Quand la splendeur du jour de la Saint-Jean se répandit sur les montagnes et que l’air vibrant apporta jusqu’à Fors le son des cloches de l’église, quand la paix infinie de ce jour de fête enveloppa la contrée, alors Sintram se leva furieux et résolut d’aller à l’église, lui aussi. Ceux qui acclamaient avec tant d’enthousiasme le renouveau et l’été verraient ce qu’en pensait Sintram.

Il revêtit sa grosse pelisse de loup ; il mit ses gants de fourrure. Il fit atteler son cheval roux à son traîneau de course et attacher des grappes de grelots dans le harnais brillant, orné de coquillages. Habillé comme pour affronter trente degrés de froid, il s’en alla vers le temple.

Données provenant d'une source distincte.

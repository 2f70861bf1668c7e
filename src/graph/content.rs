//! Request body serialization

use crate::error::{GraphError, Result};
use serde_json::Value;

pub const JSON_CONTENT_TYPE: &str = "application/json";

/// Transport-ready body
#[derive(Debug, Clone, PartialEq, Eq)]
pub struct PreparedBody {
    pub bytes: Vec<u8>,
    pub content_type: Option<String>,
}

impl PreparedBody {
    pub fn new(bytes: impl Into<Vec<u8>>, content_type: Option<&str>) -> Self {
        Self {
            bytes: bytes.into(),
            content_type: content_type.map(str::to_string),
        }
    }
}

/// Caller-supplied request content
#[derive(Debug, Clone, PartialEq)]
pub enum Content {
    /// Structured content: objects become JSON, strings go out as-is,
    /// null means no body
    Value(Value),
    /// Already a transport-level body, sent byte for byte
    Prebuilt(PreparedBody),
}

impl Content {
    pub fn json(value: Value) -> Self {
        Self::Value(value)
    }

    pub fn text(text: impl Into<String>) -> Self {
        Self::Value(Value::String(text.into()))
    }

    pub fn prebuilt(bytes: impl Into<Vec<u8>>, content_type: Option<&str>) -> Self {
        Self::Prebuilt(PreparedBody::new(bytes, content_type))
    }
}

/// Turn content into the bytes to send, or `None` for no body
pub fn serialize(content: &Content) -> Result<Option<PreparedBody>> {
    match content {
        Content::Prebuilt(body) => Ok(Some(body.clone())),
        Content::Value(Value::Null) => Ok(None),
        Content::Value(Value::String(text)) => Ok(Some(PreparedBody::new(
            text.as_bytes(),
            Some(JSON_CONTENT_TYPE),
        ))),
        Content::Value(object @ Value::Object(_)) => {
            let bytes = serde_json::to_vec(object).map_err(|e| {
                GraphError::UnsupportedContentType(format!("object is not serializable: {}", e))
            })?;
            Ok(Some(PreparedBody::new(bytes, Some(JSON_CONTENT_TYPE))))
        }
        Content::Value(other) => Err(GraphError::UnsupportedContentType(format!(
            "expected an object, a string or null, got {}",
            json_kind(other)
        ))),
    }
}

fn json_kind(value: &Value) -> &'static str {
    match value {
        Value::Null => "null",
        Value::Bool(_) => "a boolean",
        Value::Number(_) => "a number",
        Value::String(_) => "a string",
        Value::Array(_) => "an array",
        Value::Object(_) => "an object",
    }
}
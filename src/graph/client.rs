//! Graph Client
//!
//! Facade combining settings, the token capability and the HTTP executor,
//! and exposing the verbs every generated operation funnels through.

use super::auth::AuthContext;
use super::content::Content;
use super::http::{GraphHttpClient, RawResponse};
use super::paginator::{self, Paginator};
use super::query::QueryOptions;
use super::request::{Method, RequestSpec};
use super::response::{self, CallKind, CollectionPage, Output};
use crate::config::GraphSettings;
use crate::error::{GraphError, Result};
use serde_json::Value;
use std::sync::Arc;
use tokio::sync::RwLock;
use tokio_util::sync::CancellationToken;

/// Shared, replaceable environment settings.
///
/// Each call takes a snapshot when it starts; a replacement only affects
/// calls that start afterwards.
#[derive(Clone, Debug)]
pub struct SettingsHandle {
    inner: Arc<RwLock<GraphSettings>>,
}

impl SettingsHandle {
    pub fn new(settings: GraphSettings) -> Self {
        Self {
            inner: Arc::new(RwLock::new(settings)),
        }
    }

    pub async fn snapshot(&self) -> GraphSettings {
        self.inner.read().await.clone()
    }

    /// Swap the settings in place for every clone of this handle
    pub async fn replace(&self, settings: GraphSettings) {
        let mut guard = self.inner.write().await;
        tracing::info!(
            "Switching environment: {} -> {}",
            guard.base_address(),
            settings.base_address()
        );
        *guard = settings;
    }
}

/// Main Graph client
#[derive(Clone)]
pub struct GraphClient {
    pub http: GraphHttpClient,
    pub auth: AuthContext,
    settings: SettingsHandle,
    cancel: CancellationToken,
}

impl GraphClient {
    /// Create a client for the given environment and token capability
    pub fn new(settings: GraphSettings, auth: AuthContext) -> Result<Self> {
        Ok(Self {
            http: GraphHttpClient::new()?,
            auth,
            settings: SettingsHandle::new(settings),
            cancel: CancellationToken::new(),
        })
    }

    /// Same client, but every call made through it fails with `Cancelled`
    /// once `cancel` fires
    pub fn with_cancellation(mut self, cancel: CancellationToken) -> Self {
        self.cancel = cancel;
        self
    }

    pub fn cancellation_token(&self) -> &CancellationToken {
        &self.cancel
    }

    pub fn settings_handle(&self) -> &SettingsHandle {
        &self.settings
    }

    pub async fn settings(&self) -> GraphSettings {
        self.settings.snapshot().await
    }

    /// Point this client and all of its clones at another environment
    pub async fn replace_settings(&self, settings: GraphSettings) {
        self.settings.replace(settings).await;
    }

    /// One raw exchange: status and body, no interpretation
    pub async fn execute(&self, spec: &RequestSpec) -> Result<RawResponse> {
        let settings = self.settings.snapshot().await;
        self.http
            .execute(spec, &settings, &self.auth, &self.cancel)
            .await
    }

    /// Execute, classify and shape
    pub async fn invoke(&self, spec: &RequestSpec, kind: CallKind) -> Result<Output> {
        let raw = self.execute(spec).await?;
        let envelope = response::interpret(&raw.body)?;
        Ok(response::shape(envelope, kind))
    }

    // =========================================================================
    // Verbs
    // =========================================================================

    /// Read a resource or collection; collection envelopes are kept
    pub async fn get(&self, path: &str, options: QueryOptions) -> Result<Output> {
        let spec = RequestSpec::get(path).with_query(options);
        self.invoke(&spec, CallKind::Get).await
    }

    /// Query a collection; a single-page result collapses to bare items
    pub async fn search(&self, path: &str, options: QueryOptions) -> Result<Output> {
        let spec = RequestSpec::get(path).with_query(options);
        self.invoke(&spec, CallKind::Search).await
    }

    /// POST `content` to a collection
    pub async fn create(&self, path: &str, content: Content) -> Result<Output> {
        self.write(Method::Post, path, content).await
    }

    /// PATCH the resource at `path`
    pub async fn update(&self, path: &str, content: Content) -> Result<Output> {
        self.write(Method::Patch, path, content).await
    }

    /// PUT the full resource at `path`
    pub async fn replace(&self, path: &str, content: Content) -> Result<Output> {
        self.write(Method::Put, path, content).await
    }

    /// DELETE the resource at `path`
    pub async fn delete(&self, path: &str) -> Result<Output> {
        let spec = RequestSpec::new(Method::Delete, path);
        self.invoke(&spec, CallKind::Get).await
    }

    async fn write(&self, method: Method, path: &str, content: Content) -> Result<Output> {
        let spec = RequestSpec::new(method, path).with_body(content);
        self.invoke(&spec, CallKind::Get).await
    }

    // =========================================================================
    // Pagination
    // =========================================================================

    /// Fetch the page after `page`, or `None` when `page` is the last one
    pub async fn next_page(&self, page: &CollectionPage) -> Result<Option<CollectionPage>> {
        match page.next_link.as_deref() {
            Some(link) => paginator::fetch_page(self, link).await.map(Some),
            None => Ok(None),
        }
    }

    /// Lazy cursor over the pages following `page`
    pub fn pages(&self, page: &CollectionPage) -> Paginator<'_> {
        Paginator::after(self, page)
    }

    /// Drive pagination to the end and concatenate items in fetch order.
    /// All or nothing: any failing page fails the whole call.
    pub async fn fetch_all(&self, first: CollectionPage) -> Result<Vec<Value>> {
        paginator::collect_all(self, first).await
    }

    /// `get` followed by `fetch_all`
    pub async fn list_all(&self, path: &str, options: QueryOptions) -> Result<Vec<Value>> {
        let spec = RequestSpec::get(path).with_query(options);
        self.invoke_all(&spec).await
    }

    /// Send `spec` as the first page, then follow next-links to the end.
    ///
    /// Caller headers and options apply to the first request only; later
    /// pages replay their next-link as is.
    pub async fn invoke_all(&self, spec: &RequestSpec) -> Result<Vec<Value>> {
        if spec.method() != Method::Get {
            return Err(GraphError::invalid_argument(format!(
                "only GET collections can be paged, not {}",
                spec.method()
            )));
        }

        let kind = CallKind::for_options(spec.query());
        let output = self.invoke(spec, kind).await?;
        paginator::collect_output(self, output).await
    }
}
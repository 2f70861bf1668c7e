//! Next-link pagination
//!
//! Pages are fetched strictly one after another: the link to page N+1 is
//! only known once page N has been interpreted. Next-links are replayed
//! verbatim, with no query options and no caller headers added.
//!
//! Items are not deduplicated across pages. If the collection changes on
//! the server between two fetches, rows can show up twice or not at all.

use super::client::GraphClient;
use super::request::RequestSpec;
use super::response::{self, CallKind, CollectionPage, Output, ResponseEnvelope, VALUE};
use crate::error::{GraphError, Result};
use futures::stream::{self, Stream};
use serde_json::Value;

/// GET a next-link and read the answer as a page
pub async fn fetch_page(client: &GraphClient, next_link: &str) -> Result<CollectionPage> {
    let spec = RequestSpec::get(next_link);
    match client.invoke(&spec, CallKind::NextPage).await? {
        Output::Envelope(envelope) => response::into_page(envelope),
        Output::Items(items) => Ok(CollectionPage {
            items,
            count: None,
            next_link: None,
        }),
    }
}

/// Cursor over the pages that follow an already fetched page.
///
/// Dropping it is all the cleanup there is; no connection is held between
/// fetches.
pub struct Paginator<'a> {
    client: &'a GraphClient,
    next_link: Option<String>,
    pages_fetched: usize,
}

impl<'a> Paginator<'a> {
    pub fn after(client: &'a GraphClient, page: &CollectionPage) -> Self {
        Self::from_link(client, page.next_link.clone())
    }

    pub fn from_link(client: &'a GraphClient, next_link: Option<String>) -> Self {
        Self {
            client,
            next_link,
            pages_fetched: 0,
        }
    }

    pub fn is_done(&self) -> bool {
        self.next_link.is_none()
    }

    pub fn pages_fetched(&self) -> usize {
        self.pages_fetched
    }

    /// Fetch the next page, or `None` once the sequence has ended.
    ///
    /// A failed fetch leaves the cursor where it was, so the same page can
    /// be requested again.
    pub async fn next(&mut self) -> Result<Option<CollectionPage>> {
        let Some(link) = self.next_link.take() else {
            return Ok(None);
        };

        match fetch_page(self.client, &link).await {
            Ok(page) => {
                self.pages_fetched += 1;
                tracing::debug!(
                    "Fetched page {} ({} items, more: {})",
                    self.pages_fetched,
                    page.items.len(),
                    !page.is_terminal()
                );
                self.next_link = page.next_link.clone();
                Ok(Some(page))
            }
            Err(e) => {
                self.next_link = Some(link);
                Err(e)
            }
        }
    }

    /// The remaining pages as a stream
    pub fn into_stream(self) -> impl Stream<Item = Result<CollectionPage>> + 'a {
        stream::try_unfold(self, |mut pager| async move {
            let page = pager.next().await?;
            Ok::<_, GraphError>(page.map(|page| (page, pager)))
        })
    }
}

/// All items of `first` and every page after it, in fetch order
pub async fn collect_all(client: &GraphClient, first: CollectionPage) -> Result<Vec<Value>> {
    let mut pager = Paginator::after(client, &first);
    let mut all_items = first.items;

    while let Some(page) = pager.next().await? {
        all_items.extend(page.items);
    }

    tracing::debug!(
        "Collected {} items over {} pages",
        all_items.len(),
        pager.pages_fetched() + 1
    );
    Ok(all_items)
}

/// Rows out of whatever shape a collection call produced
pub(crate) async fn collect_output(client: &GraphClient, output: Output) -> Result<Vec<Value>> {
    match output {
        Output::Items(items) => Ok(items),
        Output::Envelope(ResponseEnvelope::CollectionPage(page)) => collect_all(client, page).await,
        Output::Envelope(ResponseEnvelope::SingleResource(mut map)) => match map.remove(VALUE) {
            Some(Value::Array(items)) => Ok(items),
            _ => Err(GraphError::malformed("response is not a collection")),
        },
        Output::Envelope(ResponseEnvelope::RawScalar(Value::Array(items))) => Ok(items),
        Output::Envelope(ResponseEnvelope::RawScalar(Value::Null)) => Ok(Vec::new()),
        Output::Envelope(ResponseEnvelope::RawScalar(_)) => {
            Err(GraphError::malformed("response is not a collection"))
        }
    }
}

Il se plaisait à croire que le grincement sous les patins du traîneau venait de l’âpre gelée, et que c’étaient les frimas qui couvraient les flancs de son cheval d’une écume blanche. Il n’avait pas trop chaud. Le froid irradiait de lui comme la chaleur du soleil.

Il traversa, au nord de l’église de Bro, la plaine riche, de grands villages opulents et des champs de blé où voltigeait et planait le chant des alouettes. Jamais ailleurs je n’ai entendu les alouettes chanter comme sur ces plaines de Bro. Je me suis souvent demandé si vraiment Sintram pouvait rester sourd à leurs trilles d’allégresse.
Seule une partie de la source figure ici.